Werking van de pens

  • De penswand is behoorlijk ongevoelig. De term pensprik moet je niet letterlijk nemen maar hiermee wordt het drijvend vermogen van het gewas bedoeld waardoor je een pensmatras krijgt en de voeding langer in de pens blijft (en dus beter afgebroken kan worden door pensmicroben). Zo blijft vers gras drijven doordat er een was laagje op het gras zit (dit is na het inkuilen verdwenen) en blijft stro, (natuur) hooi in de pens drijven door de holle pijpjes van de stengels. Daarnaast heeft droge kuil of droge mais ook een beter drijvend vermogen omdat deze niet week is, hierdoor is de bestendigheid ervan ook anders (de celwanden zijn nog niet open door inweking). Drijvend voer heeft de neiging natter voer mee om hoog te nemen in de pens. Bij onvoldoende drijvend vermogen in de pens neigt zwaarder voer onderin de pens te blijven, dat verhoogt de kans op passage voor het de kans krijgt om te verteren.

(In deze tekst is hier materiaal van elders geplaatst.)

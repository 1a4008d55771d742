// crates/respond-core/src/runtime/matching.rs
// ============================================================================
// Module: Respond Matching
// Description: Candidate scan, chance admission, and response deduplication.
// Purpose: Keep the store-free half of message resolution pure and testable.
// Dependencies: crate::core, rand, tracing
// ============================================================================

//! ## Overview
//! A trigger is a candidate when the message contains its text (case
//! sensitive, no word boundaries). Each candidate gets one independent
//! uniform draw in `[0, 1)` and is admitted when the draw is below its
//! chance, so a chance of `1` always fires and `0` never does.

// ============================================================================
// SECTION: Imports
// ============================================================================

use std::collections::BTreeSet;

use rand::Rng;
use tracing::debug;

use crate::core::ResponseId;
use crate::core::Trigger;
use crate::core::TriggerCache;

// ============================================================================
// SECTION: Matching
// ============================================================================

/// Returns every cached trigger whose text occurs in `message`.
#[must_use]
pub fn candidates<'a>(cache: &'a TriggerCache, message: &str) -> Vec<&'a Trigger> {
    cache.iter().filter(|trigger| trigger.matches(message)).collect()
}

/// Applies one chance draw per candidate and keeps the admitted ones.
pub fn admit<'a, R: Rng + ?Sized>(candidates: &[&'a Trigger], rng: &mut R) -> Vec<&'a Trigger> {
    candidates
        .iter()
        .copied()
        .filter(|trigger| {
            let draw: f64 = rng.gen_range(0.0..1.0);
            let admitted = draw < trigger.chance;
            debug!(
                trigger_id = trigger.id.get(),
                chance = trigger.chance,
                draw,
                admitted,
                "chance draw"
            );
            admitted
        })
        .collect()
}

/// Returns the distinct parent ids of `admitted`, in first-admission order.
#[must_use]
pub fn parent_ids(admitted: &[&Trigger]) -> Vec<ResponseId> {
    let mut seen = BTreeSet::new();
    admitted
        .iter()
        .map(|trigger| trigger.response_id)
        .filter(|id| seen.insert(*id))
        .collect()
}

  • Een goede pens matras zorgt er niet alleen voor dat het voer langer in de pens blijft, maar zorgt ook dat er meer bacteriën kunnen leven. De bacteriën leven namelijk op het pensmatras. Dus meer/betere pensmatras betekent meer pensbacterie en dus een betere vertering van het gehele rantsoen. Daarbij zorgen pensbacteriën zelf door middel van belletjes (gasvorming) voor lucht in de pens (balloneffect / helpt bij het drijven).
  • Vers gras heeft nul pensprik dus wat is waarde van ‘pensprik’. Daarentegen geeft vers gras volume en dus pensvulling doordat de celwanden intact zijn en de waslaag nog compleet is, deze waslaag geeft drijvend vermogen. Bij Stalvoedering is het dus beter om niet te kneuzen en de opraapwagen niet vol te proppen, zodat deze waslaag en celwanden intact blijven en hierbij het drijvend vermogen gewaarborgd blijft. Het drijvend vermogen voorkomt dat er een te snelle passage is en dus een slechte vertering plaats vind.
  • Het verschil in passage snelheid kan behalve erfelijkheid (o.a. grote/kleine koe, breed/smal etc.) ook verklaard worden door het verschil in voeropname van de koe. Een koe die bijvoorbeeld 25 kg drogestof eet per dag heeft een snellere passage snelheid dan een koe die 17 kg drogestof per dag eet.